Marie “Anne” Frank was born June 12, 1929 in Frankfurt, Germany.

She was the second daughter of Otto and Edith Frank. She had a sister who was three years older than her, Margot Frank. Anne and her family were liberal jews, which means they did not practice all of the customs and traditions of Judaism. They lived in a community of Jewish and Non-Jewish citizens of different religions. In 1933, Mr. Frank opened a branch of his business in Amsterdam, Holland. Because of Adolf Hitler’s anti-Jewish decrees they had to relocate. Otto Frank believed that his family would finally be safe from the Nazi aggression, but who knew in a few years everything would change.

II. Before Going into Hiding

For Anne’s 13th birthday, she received a book she had shown her father in a shop a few days earlier. This book was an autograph book, bound with red and green plaid cloth and with a small lock on the front of the cover. Anne decided to use it as her personal diary. In this book she discussed some of the changes that had taken place in the Netherlands since the German occupation. In one of her entry dated on June 20, 1942, she list many of the restrictions that had been made to the Jewish population and talked about her sorrows about her grand mother passing away earlier that year.

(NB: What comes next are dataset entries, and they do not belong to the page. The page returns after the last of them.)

//! Error types for kit-core
//!
//! Errors fall into two tiers: parameter errors caused by what the user typed,
//! and fatal errors raised by the network, the filesystem or a remote SDK.
//! Either tier aborts the running command; the tier only decides how the
//! failure is reported and which exit code is used.

use thiserror::Error;

/// Result type alias for kit-core operations
pub type Result<T> = std::result::Result<T, Error>;

/// Error types for kit-core operations
#[derive(Error, Debug)]
pub enum Error {
    /// Malformed command parameter (transfer address, flag value)
    #[error("Invalid parameter: {0}")]
    InvalidParameter(String),

    /// URL could not be used as a bucket address
    #[error("Invalid URL: {0}")]
    InvalidUrl(String),

    /// IO error
    #[error("IO error: {0}")]
    Io(#[from] std::io::Error),

    /// Network or remote protocol error
    #[error("Network error: {0}")]
    Network(String),

    /// Authentication error
    #[error("Authentication failed: {0}")]
    Auth(String),

    /// Resource not found
    #[error("Not found: {0}")]
    NotFound(String),
}

impl Error {
    /// Whether this error was caused by invalid user input rather than a runtime failure
    pub const fn is_usage(&self) -> bool {
        matches!(self, Error::InvalidParameter(_))
    }

    /// Get the appropriate exit code for this error
    pub const fn exit_code(&self) -> i32 {
        match self {
            Error::InvalidParameter(_) => 2, // UsageError
            Error::Network(_) => 3,          // NetworkError
            Error::Auth(_) => 4,             // AuthError
            Error::NotFound(_) => 5,         // NotFound
            _ => 1,                          // GeneralError
        }
    }
}
//! push command - Upload a local file
//!
//! Uploads the file at `--path` under the key `--name` and prints the public
//! URL the object is served from.

use std::path::PathBuf;

use clap::Args;
use kit_core::{ObjectStore, OssConfig, Result};
use serde::Serialize;

use crate::commands::report_error;
use crate::exit_code::ExitCode;
use crate::output::{Formatter, ProgressBar};

/// Upload a local file
#[derive(Args, Debug)]
pub struct PushArgs {
    /// Object key to store the file under
    #[arg(long, value_name = "common/test.txt")]
    pub name: String,

    /// Local file to upload
    #[arg(long, value_name = "common/test.txt")]
    pub path: PathBuf,
}

#[derive(Debug, Serialize)]
pub(super) struct PushOutput {
    pub key: String,
    pub url: String,
    pub size_bytes: u64,
    pub size_human: String,
    #[serde(skip_serializing_if = "Option::is_none")]
    pub etag: Option<String>,
}

pub(super) async fn run(
    args: &PushArgs,
    store: &dyn ObjectStore,
    config: &OssConfig,
) -> Result<PushOutput> {
    let info = store.put_file(&args.name, &args.path).await?;
    Ok(PushOutput {
        url: config.public_url(&args.name),
        key: info.key,
        size_bytes: info.size_bytes,
        size_human: info.size_human,
        etag: info.etag,
    })
}

/// Execute the push command
pub async fn execute(
    args: &PushArgs,
    store: &dyn ObjectStore,
    config: &OssConfig,
    formatter: &Formatter,
) -> ExitCode {
    let spinner = ProgressBar::spinner(formatter.config(), &format!("Uploading {}", args.name));
    let result = run(args, store, config).await;
    spinner.finish_and_clear();

    match result {
        Ok(output) => {
            if formatter.is_json() {
                formatter.json(&output);
            } else {
                formatter.println(&output.url);
            }
            ExitCode::Success
        }
        Err(e) => report_error(&e, formatter),
    }
}
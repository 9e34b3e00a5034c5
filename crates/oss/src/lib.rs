//! kit-oss: Object storage adapter for the oss tool
//!
//! This crate provides the implementation of the ObjectStore trait
//! using the aws-sdk-s3 crate against a bucket's S3-compatible API.
//! It is the only crate that directly depends on the storage SDK.

pub mod client;
pub mod endpoint;

pub use client::OssClient;
pub use endpoint::BucketEndpoint;
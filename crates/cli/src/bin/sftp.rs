//! sftp - recursive file transfer over SSH

use clap::Parser;
use opskit::commands::sftp::{self, Cli};

#[tokio::main]
async fn main() {
    let cli = Cli::parse();
    opskit::init_tracing(cli.global.debug);

    let exit_code = opskit::run_interruptible(sftp::execute(cli)).await;

    std::process::exit(exit_code.as_i32());
}
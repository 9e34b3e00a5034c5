//! Object storage client implementation
//!
//! Wraps aws-sdk-s3 against the bucket's S3-compatible API and implements the
//! ObjectStore trait from kit-core.

use std::path::Path;

use async_trait::async_trait;
use aws_sdk_s3::error::DisplayErrorContext;
use aws_sdk_s3::primitives::ByteStream;
use tokio::io::AsyncWriteExt;

use kit_core::{Error, ListOptions, ListResult, ObjectInfo, ObjectStore, OssConfig, Result};

use crate::endpoint::{BucketEndpoint, DEFAULT_REGION};

/// Client for a single bucket
pub struct OssClient {
    inner: aws_sdk_s3::Client,
    target: Option<BucketEndpoint>,
    host: String,
}

impl OssClient {
    /// Create a new client from explicit configuration
    ///
    /// A bucket URL that cannot be split into bucket and endpoint does not
    /// fail here; every request made through the client fails instead.
    pub async fn new(config: &OssConfig) -> Result<Self> {
        let target = match BucketEndpoint::parse(&config.host, config.region.as_deref()) {
            Ok(target) => Some(target),
            Err(e) => {
                tracing::warn!(host = %config.host, error = %e, "bucket URL is unusable");
                None
            }
        };

        let credentials = aws_credential_types::Credentials::new(
            config.secret_id.clone(),
            config.secret_key.clone(),
            None, // session token
            None, // expiry
            "oss-static-credentials",
        );

        let region = target
            .as_ref()
            .map(|t| t.region.clone())
            .unwrap_or_else(|| DEFAULT_REGION.to_string());

        let mut loader = aws_config::defaults(aws_config::BehaviorVersion::latest())
            .credentials_provider(credentials)
            .region(aws_config::Region::new(region));

        if let Some(target) = &target {
            loader = loader.endpoint_url(&target.endpoint);
        }

        let sdk_config = loader.load().await;

        // Virtual-hosted addressing: requests go to <bucket>.<endpoint host>
        let s3_config = aws_sdk_s3::config::Builder::from(&sdk_config)
            .force_path_style(false)
            .build();

        if let Some(target) = &target {
            tracing::debug!(
                bucket = %target.bucket,
                endpoint = %target.endpoint,
                region = %target.region,
                "created object storage client"
            );
        }

        Ok(Self {
            inner: aws_sdk_s3::Client::from_conf(s3_config),
            target,
            host: config.host.clone(),
        })
    }

    fn bucket(&self) -> Result<&str> {
        self.target
            .as_ref()
            .map(|t| t.bucket.as_str())
            .ok_or_else(|| Error::InvalidUrl(format!("cannot address bucket at '{}'", self.host)))
    }
}

/// Classify an SDK failure by the error code embedded in its message
fn map_sdk_error<E>(err: E, key: &str) -> Error
where
    E: std::error::Error,
{
    let message = DisplayErrorContext(&err).to_string();
    if message.contains("NoSuchKey") || message.contains("NotFound") {
        Error::NotFound(key.to_string())
    } else if message.contains("AccessDenied")
        || message.contains("InvalidAccessKeyId")
        || message.contains("SignatureDoesNotMatch")
    {
        Error::Auth(message)
    } else {
        Error::Network(message)
    }
}

#[async_trait]
impl ObjectStore for OssClient {
    async fn put_file(&self, key: &str, path: &Path) -> Result<ObjectInfo> {
        let bucket = self.bucket()?;
        let size = tokio::fs::metadata(path).await?.len();

        let body = ByteStream::from_path(path)
            .await
            .map_err(|e| Error::Io(std::io::Error::other(e)))?;

        let content_type = mime_guess::from_path(path)
            .first()
            .map(|m| m.essence_str().to_string());

        let response = self
            .inner
            .put_object()
            .bucket(bucket)
            .key(key)
            .body(body)
            .set_content_type(content_type)
            .send()
            .await
            .map_err(|e| map_sdk_error(e, key))?;

        let mut info = ObjectInfo::new(key, size);
        if let Some(etag) = response.e_tag() {
            info.etag = Some(etag.trim_matches('"').to_string());
        }
        info.last_modified = Some(jiff::Timestamp::now());

        tracing::debug!(key, size, "uploaded object");
        Ok(info)
    }

    async fn get_to_file(&self, key: &str, path: &Path) -> Result<u64> {
        let bucket = self.bucket()?;

        let response = self
            .inner
            .get_object()
            .bucket(bucket)
            .key(key)
            .send()
            .await
            .map_err(|e| map_sdk_error(e, key))?;

        // The local file is only created once the object is known to exist.
        let mut body = response.body.into_async_read();
        let mut file = tokio::fs::File::create(path).await?;
        let bytes = tokio::io::copy(&mut body, &mut file).await?;
        file.flush().await?;

        tracing::debug!(key, bytes, path = %path.display(), "downloaded object");
        Ok(bytes)
    }

    async fn delete_object(&self, key: &str) -> Result<()> {
        let bucket = self.bucket()?;

        self.inner
            .delete_object()
            .bucket(bucket)
            .key(key)
            .send()
            .await
            .map_err(|e| map_sdk_error(e, key))?;

        tracing::debug!(key, "deleted object");
        Ok(())
    }

    async fn list_objects(&self, options: ListOptions) -> Result<ListResult> {
        let bucket = self.bucket()?;
        let prefix = options.prefix.clone().unwrap_or_default();

        let response = self
            .inner
            .list_objects_v2()
            .bucket(bucket)
            .set_prefix(options.prefix)
            .set_max_keys(options.max_keys)
            .send()
            .await
            .map_err(|e| map_sdk_error(e, &prefix))?;

        let items = response
            .contents()
            .iter()
            .map(|object| {
                let size = object.size().unwrap_or(0).max(0) as u64;
                let mut info = ObjectInfo::new(object.key().unwrap_or_default(), size);

                if let Some(modified) = object.last_modified() {
                    info.last_modified = jiff::Timestamp::from_second(modified.secs()).ok();
                }

                if let Some(etag) = object.e_tag() {
                    info.etag = Some(etag.trim_matches('"').to_string());
                }

                info
            })
            .collect();

        Ok(ListResult {
            items,
            truncated: response.is_truncated().unwrap_or(false),
        })
    }
}
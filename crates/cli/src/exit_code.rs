//! Exit code definitions for the oss and sftp tools
//!
//! Scripts rely on these values. Changing an existing code is a breaking change.

use kit_core::Error;

/// Exit codes shared by both binaries.
///
/// These codes follow a consistent convention to allow scripts and automation
/// to handle different error scenarios appropriately.
#[derive(Debug, Clone, Copy, PartialEq, Eq)]
#[repr(i32)]
pub enum ExitCode {
    /// Operation completed successfully
    Success = 0,

    /// General/unspecified error
    GeneralError = 1,

    /// User input error: invalid arguments, malformed transfer address, etc.
    UsageError = 2,

    /// Network or remote protocol error
    NetworkError = 3,

    /// Authentication or permission failure
    AuthError = 4,

    /// Resource not found: local path, remote path or object does not exist
    NotFound = 5,

    /// Operation was interrupted (e.g., Ctrl+C)
    Interrupted = 130,
}

impl ExitCode {
    /// Convert exit code to i32 for use with std::process::exit
    #[inline]
    pub const fn as_i32(self) -> i32 {
        self as i32
    }

    /// Create exit code from i32 value
    ///
    /// Returns None if the value doesn't correspond to a known exit code.
    pub const fn from_i32(code: i32) -> Option<Self> {
        match code {
            0 => Some(Self::Success),
            1 => Some(Self::GeneralError),
            2 => Some(Self::UsageError),
            3 => Some(Self::NetworkError),
            4 => Some(Self::AuthError),
            5 => Some(Self::NotFound),
            130 => Some(Self::Interrupted),
            _ => None,
        }
    }

    /// Get a human-readable description of the exit code
    pub const fn description(self) -> &'static str {
        match self {
            Self::Success => "Operation completed successfully",
            Self::GeneralError => "General error",
            Self::UsageError => "Invalid arguments or transfer address",
            Self::NetworkError => "Network error",
            Self::AuthError => "Authentication or permission failure",
            Self::NotFound => "Resource not found",
            Self::Interrupted => "Operation interrupted",
        }
    }
}

impl From<&Error> for ExitCode {
    fn from(err: &Error) -> Self {
        Self::from_i32(err.exit_code()).unwrap_or(Self::GeneralError)
    }
}

impl std::fmt::Display for ExitCode {
    fn fmt(&self, f: &mut std::fmt::Formatter<'_>) -> std::fmt::Result {
        write!(f, "{} ({})", self.description(), self.as_i32())
    }
}

#[cfg(test)]
mod tests {
    use super::*;

    #[test]
    fn test_exit_code_values() {
        assert_eq!(ExitCode::Success.as_i32(), 0);
        assert_eq!(ExitCode::GeneralError.as_i32(), 1);
        assert_eq!(ExitCode::UsageError.as_i32(), 2);
        assert_eq!(ExitCode::NetworkError.as_i32(), 3);
        assert_eq!(ExitCode::AuthError.as_i32(), 4);
        assert_eq!(ExitCode::NotFound.as_i32(), 5);
        assert_eq!(ExitCode::Interrupted.as_i32(), 130);
    }

    #[test]
    fn test_exit_code_from_i32() {
        assert_eq!(ExitCode::from_i32(0), Some(ExitCode::Success));
        assert_eq!(ExitCode::from_i32(2), Some(ExitCode::UsageError));
        assert_eq!(ExitCode::from_i32(5), Some(ExitCode::NotFound));
        assert_eq!(ExitCode::from_i32(130), Some(ExitCode::Interrupted));
        assert_eq!(ExitCode::from_i32(6), None);
    }

    #[test]
    fn test_exit_code_from_error() {
        let usage = Error::InvalidParameter("dst".into());
        assert_eq!(ExitCode::from(&usage), ExitCode::UsageError);

        let network = Error::Network("reset".into());
        assert_eq!(ExitCode::from(&network), ExitCode::NetworkError);

        let io = Error::Io(std::io::Error::other("disk full"));
        assert_eq!(ExitCode::from(&io), ExitCode::GeneralError);
    }

    #[test]
    fn test_exit_code_display() {
        let display = format!("{}", ExitCode::NotFound);
        assert!(display.contains("5"));
        assert!(display.contains("not found"));
    }
}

Anne dreamed of being an actress one day. She loved to watch movies, but the Jews were band to go to the movie theaters from January 8, 1941 on. In July 1942, Margot Frank, Anne’s older sister received a notice from the Central Office for Jewish Emigration, ordering her to report for relocation to a work camp. Otto then decided to tell his family that they would go into hiding in the rooms above and behind his company’s building where his most trusted employees would help them. The call up notice forced them to relocate several weeks earlier than expected.

III. The Secret Annex

On a Monday morning, July 6, 1942 , the family moved into the hiding place. Their apartment was left bare to create the impression that they had suddenly left with a note left behind stating that they were on their way to Switzerland. Jews were not aloud to use public transport, so the Frank family had to walk a long distance from their home, with each of them wearing several layers of clothing, because they didn’t want to be questioned of where they may have been going if they were to carry luggage.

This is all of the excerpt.